Make sure Mueller gets to finish this job
The tenor of President Trump’s tweets became increasingly desperate over the weekend. By Monday morning, we could see why.
Special counsel Robert Mueller released the first results of his sweeping investigation into collusion between Russia and the Trump campaign. He indicted two former Trump campaign officials and announced a surprise guilty plea of a third.
Clearly, it is evidence of a connection between the Trump campaign and the Russian government.
He can call it “fake news,” blame it on the media and point fingers all he wants. Most rationale Americans know that the louder Donald Trump complains the more likely it appears this investigation will have serious consequences.
If Trump were to order Attorney General Jeff Sessions to dismiss Mueller or issue blanket pardons, it will plunge the country into a constitutional crisis. We must be prepared; with one voice, Congress must say that Mueller will be allowed to complete his inquiry.
There are two bipartisan bills in the Senate. But bills to protect Mueller have gone nowhere in the House, which has shown less backbone than certain senators. California’s 14 Republican members – including Jeff Denham – have been silent as Trump sought to undermine Mueller at every turn. Rep. Devin Nunes, chairman of the House Intelligence Committee, actively colluded with the White House to obstruct the inquiry.
Monday, White House spokeswoman Sarah Huckabee Sanders said Trump has “no intention” of firing Mueller. She also tried to create distractions by claiming Hillary Clinton, not Trump, colluded with Russia.
Her “proof” is that the Clinton campaign and the Democratic National Committee helped fund research that led to the salacious “dossier” concerning Trump and Russia. Never mind that the dossier started with funding from an unnamed Republican running for president. Never mind that every campaign does “oppositional research,” and there’s nothing illegal about it. Besides, it’s what’s in the dossier that counts.

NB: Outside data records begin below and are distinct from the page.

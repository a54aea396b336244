//! Catalog introspection and statement execution abstractions.
//!
//! [`SchemaCatalog`] wraps the database's catalog access behind a
//! dialect-neutral, read-only interface; [`StatementRunner`] executes the
//! generated DDL/DML. Concrete backends live in [`postgres`] and, behind the
//! `mysql` cargo feature, [`mysql`].

pub mod postgres;

#[cfg(feature = "mysql")]
pub mod mysql;

use async_trait::async_trait;

use crate::context::VERSION_COLUMN_SUFFIX;
use crate::error::{MigrateError, Result};

/// One foreign key discovered on a table.
#[derive(Debug, Clone, PartialEq, Eq)]
pub struct ForeignKeyRef {
    /// Column on the inspected table that holds the reference.
    pub source_column: String,
    /// Table the foreign key points at.
    pub target_table: String,
}

/// Read-only access to the live database catalog.
///
/// All structure the engine acts on is rebuilt fresh from these calls on
/// every run, which is what makes re-running the migration safe.
#[async_trait]
pub trait SchemaCatalog: Send + Sync {
    /// True iff a table with this exact (already case-folded) name exists.
    async fn table_exists(&self, name: &str) -> Result<bool>;

    /// All tables whose name ends with the given suffix.
    async fn list_tables_with_suffix(&self, suffix: &str) -> Result<Vec<String>>;

    /// Foreign keys defined on a table. Zero results is not an error.
    async fn list_foreign_keys(&self, table: &str) -> Result<Vec<ForeignKeyRef>>;

    /// Full column listing, in catalog enumeration order.
    async fn list_columns(&self, table: &str) -> Result<Vec<String>>;

    /// Whether a column exists on a table.
    async fn column_exists(&self, table: &str, column: &str) -> Result<bool> {
        Ok(self.list_columns(table).await?.iter().any(|c| c == column))
    }

    /// Last column (in catalog order) whose name ends with the suffix.
    ///
    /// Used to detect the ordered-collection index column.
    async fn find_column_ending_with(&self, table: &str, suffix: &str) -> Result<Option<String>> {
        Ok(self
            .list_columns(table)
            .await?
            .into_iter()
            .filter(|c| c.ends_with(suffix))
            .next_back())
    }

    /// The version-identifier column of a history table.
    ///
    /// A history table without one is malformed; that surfaces as a
    /// [`MigrateError::Schema`].
    async fn find_version_column(&self, table: &str) -> Result<String> {
        self.list_columns(table)
            .await?
            .into_iter()
            .find(|c| c.to_lowercase().ends_with(VERSION_COLUMN_SUFFIX))
            .ok_or_else(|| {
                MigrateError::schema(format!(
                    "history table {} is missing the current version column",
                    table
                ))
            })
    }
}

/// Executes generated DDL/DML against the target database.
#[async_trait]
pub trait StatementRunner: Send + Sync {
    /// Execute a single statement, returning the number of affected rows.
    async fn execute(&self, sql: &str) -> Result<u64>;
}
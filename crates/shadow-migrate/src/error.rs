//! Error types for the shadow-table migration engine.

use thiserror::Error;

/// Main error type for migration operations.
///
/// The engine favours forward progress: `Schema` and `Statement` errors are
/// isolated to the table or foreign key that produced them, logged with
/// context, and the run continues with the next item. Only connectivity-level
/// failures abort a whole run.
#[derive(Error, Debug)]
pub enum MigrateError {
    /// Configuration error (invalid YAML, missing fields, unknown dialect)
    #[error("Configuration error: {0}")]
    Config(String),

    /// Catalog introspection found an inconsistent or incomplete structure
    #[error("Schema error: {0}")]
    Schema(String),

    /// A DDL/DML statement failed against the database
    #[error("Statement failed for table {table}: {message}")]
    Statement { table: String, message: String },

    /// Connection pool error with context
    #[error("Pool error: {message}\n  Context: {context}")]
    Pool { message: String, context: String },

    /// PostgreSQL-family database error
    #[error("Database error: {0}")]
    Postgres(#[from] tokio_postgres::Error),

    /// MySQL-family database error
    #[cfg(feature = "mysql")]
    #[error("Database error: {0}")]
    Mysql(#[from] mysql_async::Error),

    /// IO error (file operations)
    #[error("IO error: {0}")]
    Io(#[from] std::io::Error),

    /// YAML serialization/deserialization error
    #[error("YAML error: {0}")]
    Yaml(#[from] serde_yaml::Error),

    /// JSON serialization/deserialization error
    #[error("JSON error: {0}")]
    Json(#[from] serde_json::Error),
}

impl MigrateError {
    /// Create a Schema error
    pub fn schema(message: impl Into<String>) -> Self {
        MigrateError::Schema(message.into())
    }

    /// Create a Statement error tied to a table
    pub fn statement(table: impl Into<String>, message: impl Into<String>) -> Self {
        MigrateError::Statement {
            table: table.into(),
            message: message.into(),
        }
    }

    /// Create a Pool error with context about where it occurred
    pub fn pool(message: impl ToString, context: impl Into<String>) -> Self {
        MigrateError::Pool {
            message: message.to_string(),
            context: context.into(),
        }
    }

    /// Format error with full details including error chain
    pub fn format_detailed(&self) -> String {
        let mut output = format!("Error: {}\n", self);

        let mut source = std::error::Error::source(self);
        let mut depth = 1;
        while let Some(err) = source {
            output.push_str(&format!("\nCaused by:\n  {}: {}", depth, err));
            source = err.source();
            depth += 1;
        }

        output
    }

    /// Process exit code for this error kind.
    pub fn exit_code(&self) -> u8 {
        match self {
            MigrateError::Config(_) | MigrateError::Yaml(_) | MigrateError::Io(_) => 2,
            MigrateError::Pool { .. } => 3,
            MigrateError::Postgres(_) => 3,
            #[cfg(feature = "mysql")]
            MigrateError::Mysql(_) => 3,
            _ => 1,
        }
    }
}

/// Result type alias for migration operations.
pub type Result<T> = std::result::Result<T, MigrateError>;
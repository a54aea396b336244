//! PostgreSQL-family backend.
//!
//! Implements catalog introspection over `information_schema`, statement
//! execution, and the metadata-store queries against the entity metadata
//! tables, all through a deadpool-postgres connection pool.

use async_trait::async_trait;
use deadpool_postgres::{Manager, ManagerConfig, Object, Pool, RecyclingMethod};
use tokio_postgres::{Config as PgConfig, NoTls};
use tracing::info;

use crate::catalog::{ForeignKeyRef, SchemaCatalog, StatementRunner};
use crate::config::DatabaseConfig;
use crate::error::{MigrateError, Result};
use crate::metadata::{
    EntityRecord, MetadataStore, RelationshipMetadata, COLLECTION_TYPE_KEY, RELATED_CLASS_KEY,
};

/// PostgreSQL backend for the migration engine.
pub struct PgBackend {
    pool: Pool,
    schema: String,
}

impl PgBackend {
    /// Connect to the database described by the configuration.
    pub async fn connect(config: &DatabaseConfig) -> Result<Self> {
        let mut pg_config = PgConfig::new();
        pg_config.host(&config.host);
        pg_config.port(config.port);
        pg_config.dbname(&config.database);
        pg_config.user(&config.user);
        pg_config.password(&config.password);

        let mgr_config = ManagerConfig {
            recycling_method: RecyclingMethod::Fast,
        };
        let mgr = Manager::from_config(pg_config, NoTls, mgr_config);
        let pool = Pool::builder(mgr)
            .max_size(config.max_connections)
            .build()
            .map_err(|e| MigrateError::pool(e, "creating PostgreSQL pool"))?;

        let backend = Self {
            pool,
            schema: config.schema.clone(),
        };
        backend.test_connection().await?;

        info!(
            "Connected to PostgreSQL: {}:{}/{}",
            config.host, config.port, config.database
        );

        Ok(backend)
    }

    /// Verify the connection is usable.
    pub async fn test_connection(&self) -> Result<()> {
        let client = self.client().await?;
        client.simple_query("SELECT 1").await?;
        Ok(())
    }

    async fn client(&self) -> Result<Object> {
        self.pool
            .get()
            .await
            .map_err(|e| MigrateError::pool(e, "getting PostgreSQL connection"))
    }

    async fn entity_by_query(&self, sql: &str, field_id: i64) -> Result<Option<EntityRecord>> {
        let client = self.client().await?;
        let rows = client.query(sql, &[&field_id]).await?;

        Ok(rows.first().map(|row| EntityRecord {
            id: row.get(0),
            class_name: row.get(1),
            module: row.get(2),
            namespace: row.get(3),
            table_name: row.get(4),
        }))
    }
}

#[async_trait]
impl SchemaCatalog for PgBackend {
    async fn table_exists(&self, name: &str) -> Result<bool> {
        let client = self.client().await?;
        let rows = client
            .query(
                "SELECT 1 FROM information_schema.tables \
                 WHERE table_schema = $1 AND table_name = $2",
                &[&self.schema, &name],
            )
            .await?;
        Ok(!rows.is_empty())
    }

    async fn list_tables_with_suffix(&self, suffix: &str) -> Result<Vec<String>> {
        let client = self.client().await?;
        let pattern = format!("%{}", suffix);
        let rows = client
            .query(
                "SELECT table_name FROM information_schema.tables \
                 WHERE table_schema = $1 AND table_name LIKE $2 \
                 ORDER BY table_name",
                &[&self.schema, &pattern],
            )
            .await?;
        Ok(rows.iter().map(|r| r.get(0)).collect())
    }

    async fn list_foreign_keys(&self, table: &str) -> Result<Vec<ForeignKeyRef>> {
        let client = self.client().await?;
        let rows = client
            .query(
                "SELECT kcu.column_name, ccu.table_name \
                 FROM information_schema.table_constraints tc \
                 JOIN information_schema.key_column_usage kcu \
                   ON tc.constraint_name = kcu.constraint_name \
                  AND tc.table_schema = kcu.table_schema \
                 JOIN information_schema.constraint_column_usage ccu \
                   ON tc.constraint_name = ccu.constraint_name \
                  AND tc.table_schema = ccu.table_schema \
                 WHERE tc.constraint_type = 'FOREIGN KEY' \
                   AND tc.table_schema = $1 AND tc.table_name = $2",
                &[&self.schema, &table],
            )
            .await?;

        Ok(rows
            .iter()
            .map(|r| ForeignKeyRef {
                source_column: r.get(0),
                target_table: r.get(1),
            })
            .collect())
    }

    async fn list_columns(&self, table: &str) -> Result<Vec<String>> {
        let client = self.client().await?;
        let rows = client
            .query(
                "SELECT column_name FROM information_schema.columns \
                 WHERE table_schema = $1 AND table_name = $2 \
                 ORDER BY ordinal_position",
                &[&self.schema, &table],
            )
            .await?;
        Ok(rows.iter().map(|r| r.get(0)).collect())
    }
}

#[async_trait]
impl StatementRunner for PgBackend {
    async fn execute(&self, sql: &str) -> Result<u64> {
        let client = self.client().await?;
        Ok(client.execute(sql, &[]).await?)
    }
}

#[async_trait]
impl MetadataStore for PgBackend {
    async fn collection_fields(&self) -> Result<Vec<RelationshipMetadata>> {
        let client = self.client().await?;
        let rows = client
            .query(
                "SELECT \"field_id_OID\", \"value\" FROM \"FieldMetadata\" \
                 WHERE \"key\" = $1",
                &[&COLLECTION_TYPE_KEY],
            )
            .await?;

        Ok(rows
            .iter()
            .map(|r| RelationshipMetadata {
                field_id: r.get(0),
                collection_type: r.get::<_, Option<String>>(1).unwrap_or_default(),
            })
            .collect())
    }

    async fn owning_entity(&self, field_id: i64) -> Result<Option<EntityRecord>> {
        self.entity_by_query(
            "SELECT \"id\", \"className\", \"module\", \"namespace\", \"tableName\" \
             FROM \"Entity\" WHERE \"id\" IN \
             (SELECT \"entity_id_OID\" FROM \"Field\" WHERE \"id\" = $1) LIMIT 1",
            field_id,
        )
        .await
    }

    async fn related_entity(&self, field_id: i64) -> Result<Option<EntityRecord>> {
        let sql = format!(
            "SELECT \"id\", \"className\", \"module\", \"namespace\", \"tableName\" \
             FROM \"Entity\" WHERE \"className\" IN \
             (SELECT \"value\" FROM \"FieldMetadata\" \
              WHERE \"key\" = '{}' AND \"field_id_OID\" = $1) LIMIT 1",
            RELATED_CLASS_KEY
        );
        self.entity_by_query(&sql, field_id).await
    }
}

The Trump machine is also trying to revive conspiracy theories about a 2010 uranium deal approved by the Obama administration while Clinton was secretary of state.
Neither case has led to anything close to the 12-count indictment against Trump campaign chairman Paul Manafort and his longtime business partner Rick Gates, who are charged with conspiracy to launder money and making false statements related to their work advising a Russia-friendly political party in Ukraine before the 2016 Trump campaign. Don’t forget, that while America was trying to nurture a budding democracy in the Ukraine, Vladimir Putin’s Russia was doing its utmost to crush it. Still is.
Mueller disclosed Monday that former Trump foreign policy adviser George Papadopoulos already has pleaded guilty to lying to the FBI about an April 2016 conversation with a professor with close ties to Russia, offering “dirt” on Clinton in thousands of emails. The White House says Papadopoulos played a very limited role in the campaign, but court documents say senior officials knew of his Russians contacts.
In June 2016, Donald Trump Jr., Manafort and Jared Kushner met a Russian lawyer who promised damaging information on Clinton. That was the meeting the president, himself, tried to tell us was actually about adoptions. Hardly.
If Republicans in Congress truly believe no one is above the law, and if they take seriously Russian interference in our democracy, there’s a good way to prove it: Make sure Mueller can finish his job.